When memcpy Betrays You: A Lesson in Overlapping Buffers and Ancient Toolchains
A maddening memory bug on an old 32-bit toolchain reminded me: memcpy and overlapping buffers don’t mix. Here's how memmove saved the day—and why even seasoned C devs still trip over this classic pitfall.

You think you know a standard library until it turns on you.
I've written more C code than I care to admit — moved more bytes around than a smuggler in the Matrix. And yet, this week, I got bit hard by memcpy()
. Not on a bleeding-edge platform, but deep in the weeds: cross-compiling for an old 32-bit system using a legacy toolchain held together by tape, prayers, and an ancient glibc.
The bug? A maddening memory corruption that only appeared on the target. Debug logs were clean. Stack was good. But data? Twisted just enough to break things in the weirdest ways.
The culprit: overlapping buffers.
See, memcpy()
is not guaranteed to behave correctly when source and destination overlap. In fact, it’s explicitly undefined behavior. I knew that — in the same way you “know” not to cross the streams, but you do it anyway because it’s always worked fine. Until it doesn’t.
The Trap
Modern implementations of memcpy()
are smart — they detect overlap and internally call memmove()
, or they implement memory-safe back-to-front copies using SIMD and cache prefetch tricks. In many cases, memmove()
is even faster, especially when optimized with SSE and AVX registers.
"Memmove is implemented as SSE optimized assembler code, copying from back to front. It uses hardware prefetch to load the data into the cache, and copies 128 bytes to XMM registers, then stores them at the destination."
— StackOverflow
So in modern systems? Sure. You might get away with it. But when you’re building for legacy silicon with an old C runtime — you get the real memcpy()

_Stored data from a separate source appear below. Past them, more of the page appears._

//! Binary encoding of the class table asset.
//!
//! Layout (all integers little-endian):
//!
//! ```text
//! 0      4   magic "GCBT"
//! 4      2   format version
//! 6      3   Unicode version (major, minor, update)
//! 9      1   number of break classes
//! 10     4   range count n
//! 14     9n  ranges: start u32, end u32 (inclusive), class id u8
//! 14+9n  4   FNV-1a checksum of every preceding byte
//! ```

use crate::class::BreakClass;
use crate::error::{Error, Result};
use crate::table::{ClassRange, MAX_SCALAR, UnicodeVersion};

pub(crate) const MAGIC: [u8; 4] = *b"GCBT";
pub(crate) const FORMAT_VERSION: u16 = 1;

const HEADER_LEN: usize = 14;
const RANGE_LEN: usize = 9;
const CHECKSUM_LEN: usize = 4;

/// FNV-1a, 32 bit.
pub(crate) fn checksum(bytes: &[u8]) -> u32 {
    const OFFSET_BASIS: u32 = 0x811C_9DC5;
    const PRIME: u32 = 0x0100_0193;

    bytes.iter().fold(OFFSET_BASIS, |hash, &b| {
        (hash ^ u32::from(b)).wrapping_mul(PRIME)
    })
}

fn read_u16(bytes: &[u8], at: usize) -> u16 {
    u16::from_le_bytes([bytes[at], bytes[at + 1]])
}

fn read_u32(bytes: &[u8], at: usize) -> u32 {
    u32::from_le_bytes([bytes[at], bytes[at + 1], bytes[at + 2], bytes[at + 3]])
}

/// Decode and validate an asset.
///
/// Header, length and checksum are checked before any range is looked at,
/// so a corrupted body is reported as a checksum failure rather than as
/// whatever garbage range it happens to contain.
pub(crate) fn decode(bytes: &[u8]) -> Result<(UnicodeVersion, Vec<ClassRange>)> {
    let minimum = HEADER_LEN + CHECKSUM_LEN;
    if bytes.len() < minimum {
        return Err(Error::Truncated {
            expected: minimum,
            actual: bytes.len(),
        });
    }

    let magic = [bytes[0], bytes[1], bytes[2], bytes[3]];
    if magic != MAGIC {
        return Err(Error::BadMagic(magic));
    }

    let format = read_u16(bytes, 4);
    if format != FORMAT_VERSION {
        return Err(Error::UnsupportedFormat(format));
    }

    let version = UnicodeVersion::new(bytes[6], bytes[7], bytes[8]);

    let class_count = bytes[9];
    if class_count != BreakClass::COUNT {
        return Err(Error::ClassCountMismatch {
            expected: BreakClass::COUNT,
            actual: class_count,
        });
    }

    let count = read_u32(bytes, 10) as usize;
    let expected = count
        .checked_mul(RANGE_LEN)
        .and_then(|body| body.checked_add(minimum))
        .unwrap_or(usize::MAX);
    if bytes.len() != expected {
        return Err(Error::Truncated {
            expected,
            actual: bytes.len(),
        });
    }

    let body_end = expected - CHECKSUM_LEN;
    let stored = read_u32(bytes, body_end);
    let computed = checksum(&bytes[..body_end]);
    if stored != computed {
        return Err(Error::ChecksumMismatch { stored, computed });
    }

    let mut ranges = Vec::with_capacity(count);
    for (n, raw) in bytes[HEADER_LEN..body_end]
        .chunks_exact(RANGE_LEN)
        .enumerate()
    {
        let start = read_u32(raw, 0);
        let end = read_u32(raw, 4);
        let id = raw[8];
        let class = BreakClass::from_id(id).ok_or(Error::UnknownClass { id, range: n })?;
        ranges.push(ClassRange { start, end, class });
    }
    validate(&ranges)?;

    Ok((version, ranges))
}

/// Check that ranges are well-formed, sorted and disjoint.
pub(crate) fn validate(ranges: &[ClassRange]) -> Result<()> {
    let mut previous_end: Option<u32> = None;
    for range in ranges {
        if range.start > range.end || range.end > MAX_SCALAR {
            return Err(Error::InvalidRange {
                start: range.start,
                end: range.end,
            });
        }
        if let Some(previous_end) = previous_end {
            if range.start <= previous_end {
                return Err(Error::UnorderedRanges {
                    previous_end,
                    start: range.start,
                });
            }
        }
        previous_end = Some(range.end);
    }
    Ok(())
}

/// Encode ranges into the asset format.
pub(crate) fn encode(version: UnicodeVersion, ranges: &[ClassRange]) -> Vec<u8> {
    let mut out = Vec::with_capacity(HEADER_LEN + ranges.len() * RANGE_LEN + CHECKSUM_LEN);
    out.extend_from_slice(&MAGIC);
    out.extend_from_slice(&FORMAT_VERSION.to_le_bytes());
    out.extend_from_slice(&[version.major, version.minor, version.update]);
    out.push(BreakClass::COUNT);
    out.extend_from_slice(&(ranges.len() as u32).to_le_bytes());
    for range in ranges {
        out.extend_from_slice(&range.start.to_le_bytes());
        out.extend_from_slice(&range.end.to_le_bytes());
        out.push(range.class.id());
    }
    let sum = checksum(&out);
    out.extend_from_slice(&sum.to_le_bytes());
    out
}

. The bare-metal, standard-following, data-corrupting variety.
And it will not help you.
The Fix
Swapping in memmove()
fixed it instantly. The weird corruption vanished. The data was clean. I bought myself a forehead-shaped dent in the workbench.
The Lesson
💡 If you’re copying memory and the buffers might overlap — don’t be clever. Just use memmove()
.
It’s not about performance. It’s about surviving long enough to care.
Especially when you're dusting off toolchains older than your junior devs.